▶ **Extracted records**:
------------

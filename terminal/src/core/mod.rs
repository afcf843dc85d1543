//! # Core Abstractions
//!
//! Core traits and error types.
//!
//! - **[`error`]**: Application error types (`AppError`, `Result<T>`)
//! - **[`service`]**: The broker client seam (`VendorClient`, `VendorCallbacks`)
//!
//! ## Dependency Injection
//!
//! The network driver is generic over [`VendorClient`], so the same driver
//! loop runs against the real broker adapter, the in-process paper client, or
//! a scripted test double:
//!
//! ```rust,no_run
//! use chart_terminal::network::NetworkDriver;
//! use chart_terminal::services::paper::PaperClient;
//! # use chart_terminal::{bridge::Bridge, config::AppConfig};
//! # use std::sync::Arc;
//! # let config = AppConfig::default();
//! let bridge = Arc::new(Bridge::new());
//! let driver = NetworkDriver::new(PaperClient::new(), bridge, config.driver_settings());
//! ```

pub mod error;
pub mod service;

pub use error::{AppError, Result};
pub use service::{
    HistoricalQuery, ScannerSubscription, TickType, VendorBar, VendorCallbacks, VendorClient,
    VendorContract,
};
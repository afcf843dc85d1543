//! # Market Data Transfer Objects
//!
//! Value types built from brokerage callbacks: scanner rows, historical bars,
//! account values, positions and quote fields.

use chrono::NaiveDateTime;
use serde::{Deserialize, Serialize};

/// Caller-assigned request identifier.
///
/// Uniqueness among outstanding requests of the same kind is the caller's
/// responsibility; nothing in the bridge allocates or validates ids.
pub type RequestId = i32;

/// One ranked row of a market scanner result.
#[derive(Debug, Clone, Serialize, Deserialize, PartialEq)]
pub struct ScanRow {
    pub rank: i32,
    pub symbol: String,
    /// Security type as reported by the broker ("STK", "OPT", ...)
    pub instrument_type: String,
    pub currency: String,
    pub contract_id: i64,
}

/// One OHLCV bar of a historical series.
#[derive(Debug, Clone, Serialize, Deserialize, PartialEq)]
pub struct Bar {
    /// Broker timestamp, `YYYYMMDD` for daily bars or `YYYYMMDD HH:MM:SS` intraday
    pub time: String,
    pub open: f64,
    pub high: f64,
    pub low: f64,
    pub close: f64,
    pub volume: i64,
}

impl Bar {
    /// Parse the broker timestamp.
    ///
    /// Daily bars parse to midnight. Anything after the seconds field (a time
    /// zone suffix, for instance) is ignored. Returns `None` for unrecognised
    /// formats.
    ///
    /// ```rust
    /// use shared::dto::market::Bar;
    ///
    /// let bar = Bar { time: "20240102".into(), open: 1.0, high: 1.0, low: 1.0, close: 1.0, volume: 0 };
    /// assert_eq!(bar.parsed_time().unwrap().to_string(), "2024-01-02 00:00:00");
    /// ```
    pub fn parsed_time(&self) -> Option<NaiveDateTime> {
        let raw = self.time.trim();
        if raw.len() == 8 {
            return chrono::NaiveDate::parse_from_str(raw, "%Y%m%d")
                .ok()
                .and_then(|d| d.and_hms_opt(0, 0, 0));
        }
        let head = raw.get(..17)?;
        NaiveDateTime::parse_from_str(head, "%Y%m%d %H:%M:%S").ok()
    }
}

/// A single account value update ("NetLiquidation", "BuyingPower", ...).
#[derive(Debug, Clone, Serialize, Deserialize, PartialEq, Eq)]
pub struct AccountValue {
    /// Raw value as delivered by the broker; may be non-numeric
    pub value: String,
    pub currency: String,
    pub account_name: String,
}

/// A holding in an account.
#[derive(Debug, Clone, Serialize, Deserialize, PartialEq)]
pub struct Position {
    pub account: String,
    pub symbol: String,
    pub instrument_type: String,
    /// Number of shares/contracts
    pub size: f64,
    pub market_price: f64,
    pub market_value: f64,
    pub average_cost: f64,
    pub unrealized_pnl: f64,
    pub realized_pnl: f64,
}

impl Position {
    /// Whether two position rows describe the same holding.
    pub fn same_holding(&self, other: &Position) -> bool {
        self.account == other.account
            && self.symbol == other.symbol
            && self.instrument_type == other.instrument_type
    }
}

/// Quote fields forwarded from price and size ticks.
///
/// Delayed tick types are folded onto their real-time counterparts.
#[derive(Debug, Clone, Copy, Serialize, Deserialize, PartialEq, Eq, Hash)]
pub enum QuoteField {
    Last,
    Close,
    Bid,
    Ask,
    High,
    Low,
    Volume,
    BidSize,
    AskSize,
}

impl QuoteField {
    /// Display label for quote boards and logs
    pub fn label(&self) -> &'static str {
        match self {
            QuoteField::Last => "LAST",
            QuoteField::Close => "CLOSE",
            QuoteField::Bid => "BID",
            QuoteField::Ask => "ASK",
            QuoteField::High => "HIGH",
            QuoteField::Low => "LOW",
            QuoteField::Volume => "VOLUME",
            QuoteField::BidSize => "BID_SIZE",
            QuoteField::AskSize => "ASK_SIZE",
        }
    }

    /// Size fields carry quantities rather than prices
    pub fn is_size(&self) -> bool {
        matches!(self, QuoteField::Volume | QuoteField::BidSize | QuoteField::AskSize)
    }
}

------------

▶ **WORK REQUIRED**: A complete answer gives every line of the data that includes "open".

▶ **FINISHED EXERCISE**:
    pub open: f64,
    /// let bar = Bar { time: "20240102".into(), open: 1.0, high: 1.0, low: 1.0, close: 1.0, volume: 0 };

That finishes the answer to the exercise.